(Point-of-view Emily:)
'Aku bahkan hampir tak ingin mengingat-ingat momen dimana Ocean malam ini begitu marah kepadaku. Aku betul-betul merasakan hal yang berbeda dari biasanya. Karena sebegitu dalamnya cintanya kepadaku, atau karena ia marah sekali atas apa yang sebelumnya kuperbuat?
Kuakui, simpati kepada Earth adalah sesuatu yang awalnya adalah spontanitas belaka. Karena ia sosok pria muda labil terluka yang begitu peka, sepolos bocah kecil dan juga masih begitu lugu. Namun di sisi lain, betul kata Ocean, ia bisa jadi sangat berbahaya dan haus darah. Tak terduga.
Ia lebih dari sekedar badboy yang kutonton di film-film atau jagoan terluka yang menebar teror di fiksi-fiksi yang kubaca. Sosok tampan yang mengoyak-ngoyak kealiman dan kepolosanku, membukakan mataku yang belum pernah melihat sosok seorang pria dewasa yang seutuh-utuhnya.
Dan belum lagi tadi saat Ocean hampir saja melakukan hal yang hampir sama dengan yang Earth lakukan sebelumnya denganku.
Atau mungkin, kami lakukan bersama. Sebab aku tak melawan.
Dalam gelora kemarahannya, dihempaskannya aku ke atas piano yang tertutup. Tak diberinya aku kesempatan untuk melarikan diri. Kedua lengan rampingnya yang kuat seakan memerangkapku untuk selamanya.
Sosoknya tak sekasar Earth. Ia seorang pemuda tinggi ramping berkulit halus mulus bagai porselen, beraroma lembut menawan namun tetap maskulin. Lekuk tubuh Ocean yang atletis jelas terpampang saat ia perlahan melepas kemejanya. Rambutnya yang cokelat panjang tergerai menutupi sebagian leher, dada dan punggungnya. Jakunnya menonjol, kelihatan jelas beberapa kali ia menelan ludah.
Seksi, kuakui. Kedua kakak beradik itu sama-sama pencuri hati, penyiksa jiwa raga yang pesonanya tak bisa dihindari.
Ia begitu percaya diri dan mendekatiku, seolah yakin aku takkan berteriak, minta tolong atau menghindar dengan penuh ketakutan.
Ocean memulai dengan lembut sekali. Aku ingin memejamkan mata, tapi tak bisa, Aku menatapnya kelu.
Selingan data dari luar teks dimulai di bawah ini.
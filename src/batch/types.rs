//! Batch session types

use chrono::{DateTime, Utc};
use serde::{Deserialize, Serialize};
use uuid::Uuid;

// ============================================================================
// Constants
// ============================================================================

/// Default maximum number of files per batch
pub const DEFAULT_MAX_BATCH_FILES: usize = 100;

/// Default multipart request size limit: 200MB
pub const DEFAULT_MAX_UPLOAD_BYTES: usize = 200 * 1024 * 1024;

/// Default session expiry: 30 minutes
pub const DEFAULT_SESSION_EXPIRY_MINUTES: i64 = 30;

// ============================================================================
// Input Types
// ============================================================================

/// One uploaded file, held only for the duration of its batch run
#[derive(Debug, Clone)]
pub struct UploadedFile {
    /// Original filename; used for logging and per-file reporting,
    /// never for output naming
    pub file_name: String,

    /// Raw bytes exactly as uploaded
    pub bytes: Vec<u8>,

    /// Zero-based position in the batch
    pub index: usize,
}

// ============================================================================
// Session Types
// ============================================================================

/// Outcome of one processed file
#[derive(Debug, Clone, Serialize, Deserialize)]
#[serde(rename_all = "camelCase")]
pub struct FileOutcome {
    /// Zero-based position in the batch
    pub index: usize,

    /// Original filename as uploaded
    pub file_name: String,

    /// Derived archive entry name
    pub entry_name: String,

    /// Whether the policy number was matched (false = positional fallback)
    pub matched: bool,
}

/// Batch session state
#[derive(Debug, Clone)]
pub struct BatchSession {
    /// Unique batch ID
    pub id: Uuid,

    /// Current status
    pub status: BatchStatus,

    /// Number of files in the batch
    pub total_files: usize,

    /// Number of files fully processed so far
    pub processed_files: usize,

    /// Per-file outcomes, in batch order
    pub outcomes: Vec<FileOutcome>,

    /// Failure message when status is `Failed`
    pub error: Option<String>,

    /// Session creation time
    pub created_at: DateTime<Utc>,

    /// Session expiry time
    pub expires_at: DateTime<Utc>,

    /// Finished archive bytes, present between completion and delivery
    pub archive: Option<Vec<u8>>,

    /// Whether the archive has already been retrieved
    pub archive_delivered: bool,
}

impl BatchSession {
    /// Create a new session for a batch of `total_files` files
    pub fn new(total_files: usize, expiry_minutes: i64) -> Self {
        let now = Utc::now();
        Self {
            id: Uuid::new_v4(),
            status: BatchStatus::Pending,
            total_files,
            processed_files: 0,
            outcomes: Vec::new(),
            error: None,
            created_at: now,
            expires_at: now + chrono::Duration::minutes(expiry_minutes),
            archive: None,
            archive_delivered: false,
        }
    }

    /// Fractional completion in [0, 1], updated once per processed file
    pub fn progress(&self) -> f64 {
        if self.total_files == 0 {
            return 0.0;
        }
        (self.processed_files as f64 / self.total_files as f64).clamp(0.0, 1.0)
    }

    /// Check if the session has expired
    pub fn is_expired(&self) -> bool {
        Utc::now() > self.expires_at
    }

    /// Whether the finished archive is ready for retrieval
    pub fn archive_ready(&self) -> bool {
        self.archive.is_some()
    }
}

/// Session status
#[derive(Debug, Clone, Copy, PartialEq, Eq, Serialize, Deserialize)]
#[serde(rename_all = "lowercase")]
pub enum BatchStatus {
    /// Created, processing not yet started
    Pending,
    /// Pipeline running
    Processing,
    /// Archive built; ready for (or already past) delivery
    Complete,
    /// Aborted, no archive produced
    Failed,
}

// ============================================================================
// Error Types
// ============================================================================

/// Batch session error types
#[derive(Debug, thiserror::Error)]
pub enum BatchError {
    #[error("Batch not found: {0}")]
    NotFound(String),

    #[error("Archive not ready")]
    ArchiveNotReady,

    #[error("Archive already retrieved")]
    ArchiveTaken,
}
Ia menciumku dari wajah, turun hingga ke leher hingga ke tulang belikatku, dan sekali sentak saja ia hampir mengoyakkan blus yang kupakai. Bibirnya lembut, hangat menelusuri kulitku dari atas hingga ke bawah. Gigi putihnya seakan ingin menggigit bibirku sementara lidahnya berkelana semakin liar dan basah menelusuriku dari atas hingga ke bawah.
Aku terlalu terlena untuk menghindar. Merasa malu, berdosa, begitu terhina, namun di satu sisi, dengan sia-sia menyangkal bahwa aku sesungguhnya menikmati perbuatannya yang begitu luar biasa, mampu memompa aliran darah di semua pembuluhku. Jantungku berdegup begitu keras saat menyaksikan semua yang ia lakukan. Terpukau dengan sensasi mata birunya yang mengembara di seluruh bagian yang ia tatap dan sentuh.
Namun sebelum ia berhasil merenggut milikku satu-satunya, yang juga belum siap kuberikan kepada Earth, lagi-lagi sesuatu mencegahnya. Ketukan keras di jendela disusul panggilan namaku. Kurasa itu... Earth? Sebegitu nekatkah ia kembali, atau ia memang belum tahu Ocean telah berada di sini lagi?
Ocean tampak begitu marah dengan intervensi itu, yang seketika membatalkan apa yang sedang ia begitu ingin lakukan terhadapku.
Dengan ngeri kutatap ia menyambar senapan yang telah ia siapkan sedari awal di depan piano. Dalam gundahnya Ocean membuka kunci jendela dengan satu dorongan keras, berusaha mencari tahu siapa pemanggil pengganggu yang bersembunyi lagi dalam kegelapan.
Lalu setelah tak berhasil menemukan siapa-siapa, diperintahkannya aku untuk pergi ke kamarku ini, mengurung diri.
Dan kurasa aku takkan pernah dibiarkan keluar sendiri lagi. Mungkin untuk selama-lamanya.